Try it
For each line in the records, produce an exact copy.

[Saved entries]

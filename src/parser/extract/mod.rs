pub mod labels;
pub mod levels;
pub mod school;

use std::collections::BTreeMap;

use anyhow::Result;
use serde::Serialize;

/// Every named field a spell body can yield. All values are normalized
/// (dehyphenated, trimmed); absent fields stay None.
#[derive(Debug, Clone, Default, Serialize)]
pub struct SpellFields {
    pub school: Option<String>,
    pub spell_type: Option<String>,
    /// Spell level → classes granted the spell at that level, in
    /// document order.
    pub levels: BTreeMap<u8, Vec<String>>,
    pub components: Option<String>,
    pub casting_time: Option<String>,
    pub range: Option<String>,
    pub target: Option<String>,
    pub effect: Option<String>,
    pub area: Option<String>,
    pub duration: Option<String>,
    pub saving_throw: Option<String>,
    pub spell_resistance: Option<String>,
    pub text: Option<String>,
}

/// Decompose one spell's body text, consuming it strictly left to right:
/// school/type header, then the level list, then the ordered field labels.
///
/// `fields` is populated in place so a failing stage still leaves the
/// partial result available for diagnostics.
pub fn extract_into(body: &str, fields: &mut SpellFields) -> Result<()> {
    let rest = school::extract(body, fields);
    let rest = levels::extract(rest, fields)?;
    labels::split_fields(rest, fields);
    Ok(())
}

// ── Tests ──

Exercise solution
filename src/parser/extract/mod.rs
pub mod labels;
pub mod levels;
pub mod school;

use std::collections::BTreeMap;

use anyhow::Result;
use serde::Serialize;

/// Every named field a spell body can yield. All values are normalized
/// (dehyphenated, trimmed); absent fields stay None.
#[derive(Debug, Clone, Default, Serialize)]
pub struct SpellFields {
    pub school: Option<String>,
    pub spell_type: Option<String>,
    /// Spell level → classes granted the spell at that level, in
    /// document order.
    pub levels: BTreeMap<u8, Vec<String>>,
    pub components: Option<String>,
    pub casting_time: Option<String>,
    pub range: Option<String>,
    pub target: Option<String>,
    pub effect: Option<String>,
    pub area: Option<String>,
    pub duration: Option<String>,
    pub saving_throw: Option<String>,
    pub spell_resistance: Option<String>,
    pub text: Option<String>,
}

/// Decompose one spell's body text, consuming it strictly left to right:
/// school/type header, then the level list, then the ordered field labels.
///
/// `fields` is populated in place so a failing stage still leaves the
/// partial result available for diagnostics.
pub fn extract_into(body: &str, fields: &mut SpellFields) -> Result<()> {
    let rest = school::extract(body, fields);
    let rest = levels::extract(rest, fields)?;
    labels::split_fields(rest, fields);
    Ok(())
}

// ── Tests ──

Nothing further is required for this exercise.